What is expected:
Here is the task for the records below: repeat exactly the lines from the one with "Captured freehand strokes." to the one with "pub fn is_empty(&self)", both included, and nothing else.

### Provided data

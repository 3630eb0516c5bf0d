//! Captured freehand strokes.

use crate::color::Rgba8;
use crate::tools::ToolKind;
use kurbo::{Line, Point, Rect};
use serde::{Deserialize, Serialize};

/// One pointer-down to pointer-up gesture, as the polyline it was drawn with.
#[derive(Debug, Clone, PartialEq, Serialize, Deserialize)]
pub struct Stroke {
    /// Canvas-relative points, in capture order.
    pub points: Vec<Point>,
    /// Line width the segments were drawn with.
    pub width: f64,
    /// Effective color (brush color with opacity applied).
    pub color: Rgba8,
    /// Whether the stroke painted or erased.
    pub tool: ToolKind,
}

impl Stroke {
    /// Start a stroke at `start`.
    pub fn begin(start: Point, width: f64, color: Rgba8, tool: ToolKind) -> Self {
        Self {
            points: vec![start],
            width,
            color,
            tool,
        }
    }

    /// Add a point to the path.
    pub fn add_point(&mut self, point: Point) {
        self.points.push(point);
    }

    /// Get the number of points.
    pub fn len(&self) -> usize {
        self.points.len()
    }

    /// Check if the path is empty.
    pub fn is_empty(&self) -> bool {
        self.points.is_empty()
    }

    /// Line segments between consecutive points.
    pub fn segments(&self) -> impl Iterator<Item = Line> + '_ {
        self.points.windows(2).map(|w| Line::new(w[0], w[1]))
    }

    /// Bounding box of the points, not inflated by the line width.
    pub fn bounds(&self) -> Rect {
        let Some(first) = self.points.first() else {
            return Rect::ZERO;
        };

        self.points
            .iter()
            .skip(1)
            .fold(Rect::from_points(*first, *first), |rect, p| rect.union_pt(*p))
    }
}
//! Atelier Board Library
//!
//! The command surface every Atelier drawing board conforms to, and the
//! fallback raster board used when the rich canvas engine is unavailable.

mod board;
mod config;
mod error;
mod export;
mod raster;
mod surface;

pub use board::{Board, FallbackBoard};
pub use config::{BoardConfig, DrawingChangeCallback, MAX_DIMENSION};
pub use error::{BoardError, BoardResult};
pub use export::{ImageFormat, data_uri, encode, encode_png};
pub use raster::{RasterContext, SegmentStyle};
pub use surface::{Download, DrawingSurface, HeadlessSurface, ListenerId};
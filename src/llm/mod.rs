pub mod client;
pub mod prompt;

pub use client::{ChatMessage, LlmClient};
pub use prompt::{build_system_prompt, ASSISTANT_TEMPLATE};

######

Problem solution:
//! Captured freehand strokes.

use crate::color::Rgba8;
use crate::tools::ToolKind;
use kurbo::{Line, Point, Rect};
use serde::{Deserialize, Serialize};

/// One pointer-down to pointer-up gesture, as the polyline it was drawn with.
#[derive(Debug, Clone, PartialEq, Serialize, Deserialize)]
pub struct Stroke {
    /// Canvas-relative points, in capture order.
    pub points: Vec<Point>,
    /// Line width the segments were drawn with.
    pub width: f64,
    /// Effective color (brush color with opacity applied).
    pub color: Rgba8,
    /// Whether the stroke painted or erased.
    pub tool: ToolKind,
}

impl Stroke {
    /// Start a stroke at `start`.
    pub fn begin(start: Point, width: f64, color: Rgba8, tool: ToolKind) -> Self {
        Self {
            points: vec![start],
            width,
            color,
            tool,
        }
    }

    /// Add a point to the path.
    pub fn add_point(&mut self, point: Point) {
        self.points.push(point);
    }

    /// Get the number of points.
    pub fn len(&self) -> usize {
        self.points.len()
    }

    /// Check if the path is empty.
    pub fn is_empty(&self) -> bool {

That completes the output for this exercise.